Task description
The first line of the data below and every line after it, through the one with "pub enum MidiMessage", must be transcribed without change.

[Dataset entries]
---+---

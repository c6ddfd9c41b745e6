/// A single channel-voice message exactly as read from the source:
/// `[status, data1, data2]`
pub type RawMessage = [u8; 3];

/// MIDI message types we care about
#[derive(Debug, Clone, Copy, PartialEq, Eq)]
pub enum MidiMessage {
    /// Note on or note off. `on` is false for a note off and for a note on
    /// with velocity 0.
    Note { channel: u8, note: u8, on: bool },
    ControlChange { channel: u8, controller: u8, value: u8 },
    /// Anything else (system messages, program change, pitch bend, ...)
    Unrecognized,
}

impl MidiMessage {
    /// Classify a raw 3-byte message
    /// Only the status byte decides the variant
    pub fn parse(bytes: &RawMessage) -> Self {
        let [status, data1, data2] = *bytes;
        let message_type = status & 0xF0;
        let channel = status & 0x0F;

        match message_type {
            // Controllers send note off either as 0x8n or as 0x9n with
            // velocity 0, so the velocity alone decides
            0x80 | 0x90 => MidiMessage::Note {
                channel,
                note: data1,
                on: data2 != 0,
            },
            0xB0 => MidiMessage::ControlChange {
                channel,
                controller: data1,
                value: data2,
            },
            _ => MidiMessage::Unrecognized,
        }
    }
}

#[cfg(test)]
mod tests {
    use super::*;

    #[test]
    fn test_parse_note_on() {
        let msg = MidiMessage::parse(&[0x90, 60, 100]);
        assert_eq!(
            msg,
            MidiMessage::Note {
                channel: 0,
                note: 60,
                on: true
            }
        );
    }

    #[test]
    fn test_parse_note_off() {
        let msg = MidiMessage::parse(&[0x8A, 60, 0]);
        assert_eq!(
            msg,
            MidiMessage::Note {
                channel: 10,
                note: 60,
                on: false
            }
        );
    }

    #[test]
    fn test_note_on_velocity_zero_is_off() {
        let msg = MidiMessage::parse(&[0x90, 60, 0]);
        assert!(matches!(msg, MidiMessage::Note { on: false, .. }));
    }

    #[test]
    fn test_note_off_with_velocity_counts_as_on() {
        // Velocity wins over the status nibble
        let msg = MidiMessage::parse(&[0x80, 60, 64]);
        assert!(matches!(msg, MidiMessage::Note { on: true, .. }));
    }

    #[test]
    fn test_parse_control_change() {
        let msg = MidiMessage::parse(&[0xBF, 13, 100]);
        assert_eq!(
            msg,
            MidiMessage::ControlChange {
                channel: 15,
                controller: 13,
                value: 100
            }
        );
    }

    #[test]
    fn test_other_classes_are_unrecognized() {
        for status in [0xA0, 0xC3, 0xD0, 0xE5, 0xF0, 0xF7, 0xF8, 0xFF, 0x00, 0x7F] {
            assert_eq!(
                MidiMessage::parse(&[status, 41, 127]),
                MidiMessage::Unrecognized,
                "status {status:#04x}"
            );
        }
    }
}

---+---

Output for this task
repository c6ddfd9c41b745e6
/// A single channel-voice message exactly as read from the source:
/// `[status, data1, data2]`
pub type RawMessage = [u8; 3];

/// MIDI message types we care about
#[derive(Debug, Clone, Copy, PartialEq, Eq)]
pub enum MidiMessage {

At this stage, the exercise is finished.